What this task involves:
Would you write out, word for word, each line of the records below from the top through the one holding "use kube::runtime::controller::Action;"?

Dataset content:
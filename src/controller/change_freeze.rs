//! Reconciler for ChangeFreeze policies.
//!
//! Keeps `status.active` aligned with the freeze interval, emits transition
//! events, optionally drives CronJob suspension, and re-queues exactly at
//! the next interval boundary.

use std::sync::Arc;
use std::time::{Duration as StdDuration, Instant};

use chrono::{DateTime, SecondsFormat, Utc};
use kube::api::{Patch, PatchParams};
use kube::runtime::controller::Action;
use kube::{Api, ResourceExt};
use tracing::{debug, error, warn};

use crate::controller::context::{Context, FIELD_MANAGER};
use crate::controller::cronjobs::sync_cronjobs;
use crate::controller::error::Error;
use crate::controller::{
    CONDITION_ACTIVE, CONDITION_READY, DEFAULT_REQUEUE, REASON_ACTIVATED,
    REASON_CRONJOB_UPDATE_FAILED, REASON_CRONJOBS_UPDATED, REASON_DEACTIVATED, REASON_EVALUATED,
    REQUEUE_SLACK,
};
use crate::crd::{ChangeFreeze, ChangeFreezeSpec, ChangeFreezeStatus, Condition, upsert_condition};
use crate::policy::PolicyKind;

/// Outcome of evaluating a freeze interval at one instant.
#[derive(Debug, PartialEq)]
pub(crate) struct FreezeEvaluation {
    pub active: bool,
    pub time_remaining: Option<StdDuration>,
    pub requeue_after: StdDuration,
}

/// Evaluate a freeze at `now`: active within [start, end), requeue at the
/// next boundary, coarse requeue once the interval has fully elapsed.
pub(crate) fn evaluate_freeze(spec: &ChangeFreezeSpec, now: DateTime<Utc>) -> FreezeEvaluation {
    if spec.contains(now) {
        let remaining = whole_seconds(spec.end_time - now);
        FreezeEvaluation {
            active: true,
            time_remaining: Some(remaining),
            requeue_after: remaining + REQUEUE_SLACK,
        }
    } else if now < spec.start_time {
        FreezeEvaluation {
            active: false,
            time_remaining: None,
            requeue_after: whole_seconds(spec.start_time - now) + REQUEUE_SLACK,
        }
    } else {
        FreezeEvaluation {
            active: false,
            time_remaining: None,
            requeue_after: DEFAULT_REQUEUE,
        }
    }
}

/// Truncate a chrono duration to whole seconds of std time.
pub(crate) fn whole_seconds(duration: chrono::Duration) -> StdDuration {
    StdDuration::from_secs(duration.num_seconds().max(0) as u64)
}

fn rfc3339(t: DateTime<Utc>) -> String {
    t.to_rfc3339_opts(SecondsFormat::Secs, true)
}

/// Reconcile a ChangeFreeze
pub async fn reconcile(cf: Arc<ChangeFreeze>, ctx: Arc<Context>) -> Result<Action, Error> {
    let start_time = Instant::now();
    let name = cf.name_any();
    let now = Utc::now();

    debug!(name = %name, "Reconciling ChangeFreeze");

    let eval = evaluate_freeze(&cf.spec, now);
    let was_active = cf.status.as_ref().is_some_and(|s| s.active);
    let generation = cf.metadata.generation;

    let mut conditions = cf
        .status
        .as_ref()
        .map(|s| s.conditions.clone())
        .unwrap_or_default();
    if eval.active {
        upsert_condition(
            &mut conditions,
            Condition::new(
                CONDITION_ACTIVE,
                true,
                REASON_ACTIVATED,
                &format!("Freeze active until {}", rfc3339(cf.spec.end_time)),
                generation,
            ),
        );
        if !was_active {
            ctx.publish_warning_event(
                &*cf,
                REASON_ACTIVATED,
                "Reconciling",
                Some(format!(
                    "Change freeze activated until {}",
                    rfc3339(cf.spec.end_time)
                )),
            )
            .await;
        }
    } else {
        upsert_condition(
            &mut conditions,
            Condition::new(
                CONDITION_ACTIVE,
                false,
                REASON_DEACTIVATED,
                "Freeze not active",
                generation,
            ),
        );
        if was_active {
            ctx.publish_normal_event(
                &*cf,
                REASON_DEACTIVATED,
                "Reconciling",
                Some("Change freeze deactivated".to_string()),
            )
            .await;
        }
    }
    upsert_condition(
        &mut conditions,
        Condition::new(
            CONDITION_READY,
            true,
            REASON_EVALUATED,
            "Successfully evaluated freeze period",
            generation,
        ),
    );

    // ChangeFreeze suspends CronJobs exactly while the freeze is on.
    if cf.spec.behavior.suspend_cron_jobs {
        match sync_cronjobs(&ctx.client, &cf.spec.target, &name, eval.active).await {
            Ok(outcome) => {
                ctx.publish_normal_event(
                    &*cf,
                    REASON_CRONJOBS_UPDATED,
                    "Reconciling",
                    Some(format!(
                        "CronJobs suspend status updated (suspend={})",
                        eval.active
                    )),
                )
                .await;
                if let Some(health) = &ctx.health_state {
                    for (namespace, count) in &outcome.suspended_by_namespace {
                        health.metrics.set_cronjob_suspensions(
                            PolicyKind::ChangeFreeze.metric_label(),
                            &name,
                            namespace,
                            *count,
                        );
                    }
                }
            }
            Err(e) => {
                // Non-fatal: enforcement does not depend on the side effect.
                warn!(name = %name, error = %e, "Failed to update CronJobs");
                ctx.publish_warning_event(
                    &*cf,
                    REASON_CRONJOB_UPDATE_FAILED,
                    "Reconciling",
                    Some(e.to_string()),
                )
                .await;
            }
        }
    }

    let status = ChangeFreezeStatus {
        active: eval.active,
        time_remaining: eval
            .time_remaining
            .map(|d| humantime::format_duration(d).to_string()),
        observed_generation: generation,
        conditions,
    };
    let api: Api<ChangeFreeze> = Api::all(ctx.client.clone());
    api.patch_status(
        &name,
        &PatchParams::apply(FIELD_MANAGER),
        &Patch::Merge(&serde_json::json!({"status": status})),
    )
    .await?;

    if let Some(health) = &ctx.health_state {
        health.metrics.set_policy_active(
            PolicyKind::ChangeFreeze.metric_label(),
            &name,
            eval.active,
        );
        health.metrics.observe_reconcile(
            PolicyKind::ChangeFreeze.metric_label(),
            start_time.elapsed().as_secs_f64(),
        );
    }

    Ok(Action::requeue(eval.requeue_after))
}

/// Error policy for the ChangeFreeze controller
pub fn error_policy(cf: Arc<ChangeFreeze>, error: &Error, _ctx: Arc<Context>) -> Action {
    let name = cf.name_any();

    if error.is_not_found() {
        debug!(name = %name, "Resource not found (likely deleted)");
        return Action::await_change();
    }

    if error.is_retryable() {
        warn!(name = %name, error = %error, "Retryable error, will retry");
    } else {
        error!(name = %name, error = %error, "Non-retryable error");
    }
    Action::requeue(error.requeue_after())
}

Task solution:
filename src/controller/change_freeze.rs
//! Reconciler for ChangeFreeze policies.
//!
//! Keeps `status.active` aligned with the freeze interval, emits transition
//! events, optionally drives CronJob suspension, and re-queues exactly at
//! the next interval boundary.

use std::sync::Arc;
use std::time::{Duration as StdDuration, Instant};

use chrono::{DateTime, SecondsFormat, Utc};
use kube::api::{Patch, PatchParams};
use kube::runtime::controller::Action;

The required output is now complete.